Collected data entries
Start of Block

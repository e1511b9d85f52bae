// SPDX-License-Identifier: Apache-2.0
// © James Ross Ω FLYING•ROBOTS <https://github.com/flyingrobots>
//! World-space volumes built from an owner position plus shape extents.
//!
//! Overlap semantics are inclusive on faces so that contact at an exact
//! boundary is reported as a collision.

#[doc = "Axis-aligned bounding boxes (world space)."]
pub mod aabb;
#[doc = "Spheres (world space)."]
pub mod sphere;
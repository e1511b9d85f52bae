// SPDX-License-Identifier: Apache-2.0
// © James Ross Ω FLYING•ROBOTS <https://github.com/flyingrobots>
#![allow(missing_docs)]

use std::cell::RefCell;
use std::rc::Rc;

use stage_app_core::prefs::{DemoPrefs, SimPrefs};
use stage_cli::demo::{Cast, HudText};
use stage_cli::render::TraceRenderer;
use stage_cli::run;
use stage_core::{ActorRef, ColliderKind, Scene};
use stage_math::Vec3;

fn prefs(drifters: u32, spacing: f32, frames: u32) -> SimPrefs {
    SimPrefs {
        frames,
        delta_time: 1.0 / 60.0,
        demo: DemoPrefs {
            drifters,
            spacing,
            ..DemoPrefs::default()
        },
    }
}

#[test]
fn closing_pair_collides() {
    // 4 units apart, closing at 3 u/s, contact after about one second.
    let summary = run(&prefs(2, 4.0, 120)).expect("run");
    assert_eq!(summary.frames, 120);
    assert!(summary.collisions > 0, "{summary:?}");
    assert!(summary.frames_with_contact > 0);
    assert_eq!(summary.survivors, 2);
}

#[test]
fn distant_pair_never_touches() {
    let summary = run(&prefs(2, 100.0, 10)).expect("run");
    assert_eq!(summary.collisions, 0);
    assert_eq!(summary.frames_with_contact, 0);
}

#[test]
fn counts_updates_and_draws_per_frame() {
    let summary = run(&prefs(2, 100.0, 10)).expect("run");
    // Two drifters plus the HUD, each updated and drawn once per frame.
    assert_eq!(summary.updates, 30);
    assert_eq!(summary.draws, 30);
}

#[test]
fn zero_frames_is_a_no_op_run() {
    let summary = run(&prefs(3, 4.0, 0)).expect("run");
    assert_eq!(summary.frames, 0);
    assert_eq!(summary.updates, 0);
    assert_eq!(summary.draws, 0);
    assert_eq!(summary.survivors, 3);
}

#[test]
fn invalid_shape_prefs_fail_the_run() {
    let mut p = prefs(2, 4.0, 10);
    p.demo.sphere_radius = -1.0;
    assert!(run(&p).is_err());
    assert!(Cast::from_prefs(&p.demo).is_err());
}

#[test]
fn non_finite_or_negative_delta_time_is_rejected() {
    for dt in [f32::INFINITY, f32::NAN, -0.5] {
        let mut p = prefs(3, 4.0, 10);
        p.delta_time = dt;
        assert!(run(&p).is_err(), "dt = {dt}");
    }
}

#[test]
fn cast_is_laid_out_symmetrically_with_alternating_shapes() {
    let cast = Cast::from_prefs(&DemoPrefs {
        drifters: 3,
        spacing: 4.0,
        ..DemoPrefs::default()
    })
    .expect("cast");
    let xs: Vec<f32> =
        cast.actors().iter().map(|a| a.borrow().body().position().x()).collect();
    assert_eq!(xs, vec![-4.0, 0.0, 4.0]);

    let kinds: Vec<Option<ColliderKind>> = cast
        .actors()
        .iter()
        .map(|a| a.borrow().body().collider().map(|c| c.kind()))
        .collect();
    assert_eq!(
        kinds,
        vec![Some(ColliderKind::Aabb), Some(ColliderKind::Sphere), Some(ColliderKind::Aabb)]
    );
}

#[test]
fn cast_drifters_head_toward_the_origin() {
    let cast = Cast::from_prefs(&DemoPrefs {
        drifters: 3,
        spacing: 10.0,
        ..DemoPrefs::default()
    })
    .expect("cast");
    let mut scene = Scene::new();
    assert!(scene.start(&cast));
    scene.update(1.0);
    let xs: Vec<f32> =
        scene.actors().iter().map(|a| a.borrow().body().position().x()).collect();
    assert!(xs[0] > -10.0);
    assert_eq!(xs[1], 0.0);
    assert!(xs[2] < 10.0);
    assert_eq!(scene.ui_count(), 1);
}

#[test]
fn hud_text_tracks_frames_and_time() {
    let hud = Rc::new(RefCell::new(HudText::new(Vec3::ZERO)));
    let handle: ActorRef = hud.clone();
    let mut scene = Scene::new();
    scene.add_ui_element(handle);
    scene.update_ui(0.5);
    scene.update_ui(0.5);

    let mut renderer = TraceRenderer::default();
    scene.draw_ui(&mut renderer);
    assert_eq!(renderer.texts(), 1);
    assert_eq!(renderer.shapes(), 0);
    assert_eq!(hud.borrow().text(), "frame 2 | t=1.00s");
}

#[test]
fn hud_text_format() {
    let hud = HudText::new(Vec3::ZERO);
    assert_eq!(hud.text(), "frame 0 | t=0.00s");
}
// SPDX-License-Identifier: Apache-2.0
// © James Ross Ω FLYING•ROBOTS <https://github.com/flyingrobots>
//! One predicate per unordered pair of volume kinds.
//!
//! Mixed pairs have exactly one implementation; the reversed spelling
//! forwards to it, which keeps `test(a, b) == test(b, a)` by construction.

use crate::{Aabb, Sphere};

/// Box against box, closed intervals on all three axes.
#[must_use]
pub fn aabb_aabb(a: &Aabb, b: &Aabb) -> bool {
    a.overlaps(b)
}

/// Sphere against sphere; tangent spheres overlap.
#[must_use]
pub fn sphere_sphere(a: &Sphere, b: &Sphere) -> bool {
    let reach = a.radius() + b.radius();
    (b.center() - a.center()).magnitude_squared() <= reach * reach
}

/// Box against sphere: clamp the sphere center into the box and compare the
/// squared distance with the squared radius.
#[must_use]
pub fn aabb_sphere(a: &Aabb, b: &Sphere) -> bool {
    b.contains_point(&a.closest_point(&b.center()))
}

/// Sphere against box; forwards to [`aabb_sphere`].
#[must_use]
pub fn sphere_aabb(a: &Sphere, b: &Aabb) -> bool {
    aabb_sphere(b, a)
}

End of Block

● What the task requires: Each line of the data that includes "center" should be copied.

● Answer area:
    (b.center() - a.center()).magnitude_squared() <= reach * reach
/// Box against sphere: clamp the sphere center into the box and compare the
    b.contains_point(&a.closest_point(&b.center()))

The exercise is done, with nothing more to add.